*Extracted data*.

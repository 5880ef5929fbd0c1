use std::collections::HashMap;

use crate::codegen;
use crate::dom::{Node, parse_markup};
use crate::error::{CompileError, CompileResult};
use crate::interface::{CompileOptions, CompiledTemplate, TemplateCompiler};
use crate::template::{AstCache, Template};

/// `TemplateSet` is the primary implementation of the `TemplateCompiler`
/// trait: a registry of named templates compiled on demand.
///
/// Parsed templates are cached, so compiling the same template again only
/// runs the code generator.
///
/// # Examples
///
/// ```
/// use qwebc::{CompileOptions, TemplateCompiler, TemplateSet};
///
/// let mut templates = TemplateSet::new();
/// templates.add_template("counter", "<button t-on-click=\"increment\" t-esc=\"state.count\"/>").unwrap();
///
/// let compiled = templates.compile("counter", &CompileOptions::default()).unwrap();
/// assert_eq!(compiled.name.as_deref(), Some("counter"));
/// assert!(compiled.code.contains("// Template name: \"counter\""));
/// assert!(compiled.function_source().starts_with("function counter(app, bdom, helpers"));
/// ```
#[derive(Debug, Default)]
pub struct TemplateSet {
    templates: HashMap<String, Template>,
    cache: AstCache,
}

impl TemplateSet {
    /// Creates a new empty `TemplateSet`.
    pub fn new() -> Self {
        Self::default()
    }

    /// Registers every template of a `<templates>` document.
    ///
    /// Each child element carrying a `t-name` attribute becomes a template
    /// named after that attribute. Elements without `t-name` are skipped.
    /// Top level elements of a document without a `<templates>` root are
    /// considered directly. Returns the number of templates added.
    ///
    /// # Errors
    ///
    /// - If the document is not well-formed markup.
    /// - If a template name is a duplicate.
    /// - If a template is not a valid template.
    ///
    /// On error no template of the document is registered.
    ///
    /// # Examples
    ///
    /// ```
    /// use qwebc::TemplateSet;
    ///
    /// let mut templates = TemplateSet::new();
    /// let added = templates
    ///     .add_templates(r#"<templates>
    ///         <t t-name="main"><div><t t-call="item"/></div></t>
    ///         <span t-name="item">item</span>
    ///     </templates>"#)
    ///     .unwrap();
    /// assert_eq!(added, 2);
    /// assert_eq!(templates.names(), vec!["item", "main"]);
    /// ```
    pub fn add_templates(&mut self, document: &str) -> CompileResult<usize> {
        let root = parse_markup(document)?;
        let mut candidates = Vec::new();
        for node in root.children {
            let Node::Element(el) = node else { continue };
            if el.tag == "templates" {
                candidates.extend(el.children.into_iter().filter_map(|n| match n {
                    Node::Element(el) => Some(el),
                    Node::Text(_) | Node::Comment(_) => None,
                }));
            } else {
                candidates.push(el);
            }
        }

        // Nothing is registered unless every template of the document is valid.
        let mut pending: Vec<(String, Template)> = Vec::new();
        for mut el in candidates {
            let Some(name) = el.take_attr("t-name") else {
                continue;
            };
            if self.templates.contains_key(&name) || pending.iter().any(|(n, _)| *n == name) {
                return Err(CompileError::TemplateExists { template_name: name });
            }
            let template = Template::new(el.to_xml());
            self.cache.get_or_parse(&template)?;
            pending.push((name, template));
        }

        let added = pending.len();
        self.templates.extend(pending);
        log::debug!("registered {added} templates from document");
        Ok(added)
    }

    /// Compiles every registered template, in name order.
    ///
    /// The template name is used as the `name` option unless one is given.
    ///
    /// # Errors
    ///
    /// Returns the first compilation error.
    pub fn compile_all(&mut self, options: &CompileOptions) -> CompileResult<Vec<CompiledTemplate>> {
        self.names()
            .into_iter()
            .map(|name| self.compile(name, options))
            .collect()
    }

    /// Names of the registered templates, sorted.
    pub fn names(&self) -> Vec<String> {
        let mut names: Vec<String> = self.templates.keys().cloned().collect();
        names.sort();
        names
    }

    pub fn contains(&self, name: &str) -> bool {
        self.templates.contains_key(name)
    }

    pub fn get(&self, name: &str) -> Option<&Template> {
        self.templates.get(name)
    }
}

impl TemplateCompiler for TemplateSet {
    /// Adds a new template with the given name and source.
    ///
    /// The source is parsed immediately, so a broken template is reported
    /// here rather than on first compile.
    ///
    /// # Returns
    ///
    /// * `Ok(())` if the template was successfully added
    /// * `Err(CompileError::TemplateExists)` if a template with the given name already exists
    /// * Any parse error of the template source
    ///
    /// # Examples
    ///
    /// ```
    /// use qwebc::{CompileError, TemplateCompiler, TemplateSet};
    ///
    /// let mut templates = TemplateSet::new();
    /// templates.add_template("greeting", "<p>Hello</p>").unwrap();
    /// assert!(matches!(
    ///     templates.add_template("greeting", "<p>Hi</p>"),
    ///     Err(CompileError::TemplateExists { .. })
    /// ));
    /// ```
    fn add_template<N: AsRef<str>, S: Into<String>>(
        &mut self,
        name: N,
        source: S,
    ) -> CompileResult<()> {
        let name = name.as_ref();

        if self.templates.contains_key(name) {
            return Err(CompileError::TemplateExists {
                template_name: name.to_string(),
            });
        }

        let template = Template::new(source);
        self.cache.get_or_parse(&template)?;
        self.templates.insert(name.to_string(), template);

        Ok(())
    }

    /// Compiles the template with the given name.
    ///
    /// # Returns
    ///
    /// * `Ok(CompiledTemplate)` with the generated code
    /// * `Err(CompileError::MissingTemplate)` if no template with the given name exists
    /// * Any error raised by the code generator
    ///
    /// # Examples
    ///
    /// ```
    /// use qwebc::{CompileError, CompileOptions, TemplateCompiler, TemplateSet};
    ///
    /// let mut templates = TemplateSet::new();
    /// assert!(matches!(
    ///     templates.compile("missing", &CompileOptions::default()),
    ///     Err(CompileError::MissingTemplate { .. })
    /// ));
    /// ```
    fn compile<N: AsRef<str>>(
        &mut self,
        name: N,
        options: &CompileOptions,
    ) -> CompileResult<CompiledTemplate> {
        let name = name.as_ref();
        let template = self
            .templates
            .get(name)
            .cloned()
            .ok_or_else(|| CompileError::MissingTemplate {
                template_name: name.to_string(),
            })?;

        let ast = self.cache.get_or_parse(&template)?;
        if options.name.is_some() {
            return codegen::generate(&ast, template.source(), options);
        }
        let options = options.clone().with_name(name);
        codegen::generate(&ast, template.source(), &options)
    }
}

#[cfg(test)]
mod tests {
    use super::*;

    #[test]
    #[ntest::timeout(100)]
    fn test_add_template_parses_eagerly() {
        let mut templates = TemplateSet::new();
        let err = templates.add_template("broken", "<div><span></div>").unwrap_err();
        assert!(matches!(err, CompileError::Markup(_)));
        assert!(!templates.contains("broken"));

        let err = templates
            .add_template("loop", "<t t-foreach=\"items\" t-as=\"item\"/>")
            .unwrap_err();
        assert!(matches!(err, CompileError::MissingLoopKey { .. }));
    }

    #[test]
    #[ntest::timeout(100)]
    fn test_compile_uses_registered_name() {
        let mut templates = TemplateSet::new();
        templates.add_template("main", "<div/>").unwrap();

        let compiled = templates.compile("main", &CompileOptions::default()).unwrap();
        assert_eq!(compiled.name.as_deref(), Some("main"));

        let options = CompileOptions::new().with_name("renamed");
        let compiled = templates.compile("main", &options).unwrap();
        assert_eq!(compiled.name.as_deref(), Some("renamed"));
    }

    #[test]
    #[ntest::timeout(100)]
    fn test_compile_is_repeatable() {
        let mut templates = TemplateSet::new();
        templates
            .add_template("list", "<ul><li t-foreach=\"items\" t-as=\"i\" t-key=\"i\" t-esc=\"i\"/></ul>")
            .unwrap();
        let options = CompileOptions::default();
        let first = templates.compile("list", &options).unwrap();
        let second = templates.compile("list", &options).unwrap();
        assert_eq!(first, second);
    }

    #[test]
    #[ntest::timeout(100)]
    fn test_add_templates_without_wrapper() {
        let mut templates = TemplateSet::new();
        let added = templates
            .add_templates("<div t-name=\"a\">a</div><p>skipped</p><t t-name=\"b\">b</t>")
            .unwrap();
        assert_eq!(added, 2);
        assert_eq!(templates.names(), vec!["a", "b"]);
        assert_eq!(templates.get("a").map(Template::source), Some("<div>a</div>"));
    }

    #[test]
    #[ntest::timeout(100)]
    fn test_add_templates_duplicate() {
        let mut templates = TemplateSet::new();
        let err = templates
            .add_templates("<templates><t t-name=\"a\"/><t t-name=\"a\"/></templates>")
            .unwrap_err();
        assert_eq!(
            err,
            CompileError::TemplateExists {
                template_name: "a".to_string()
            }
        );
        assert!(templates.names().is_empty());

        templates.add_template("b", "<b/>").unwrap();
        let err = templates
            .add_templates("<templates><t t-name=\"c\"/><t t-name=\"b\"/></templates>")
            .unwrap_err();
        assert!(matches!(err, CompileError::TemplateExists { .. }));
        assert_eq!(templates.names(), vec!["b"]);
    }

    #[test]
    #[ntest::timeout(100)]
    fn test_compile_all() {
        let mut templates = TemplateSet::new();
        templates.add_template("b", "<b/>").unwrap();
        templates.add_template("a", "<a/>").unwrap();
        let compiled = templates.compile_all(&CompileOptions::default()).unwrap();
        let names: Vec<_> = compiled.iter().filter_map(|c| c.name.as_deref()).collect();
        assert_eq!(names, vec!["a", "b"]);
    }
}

*Exercise details*. Copy out each line of the entries where the word "children" is found.

*Result of this exercise*.
        for node in root.children {
                candidates.extend(el.children.into_iter().filter_map(|n| match n {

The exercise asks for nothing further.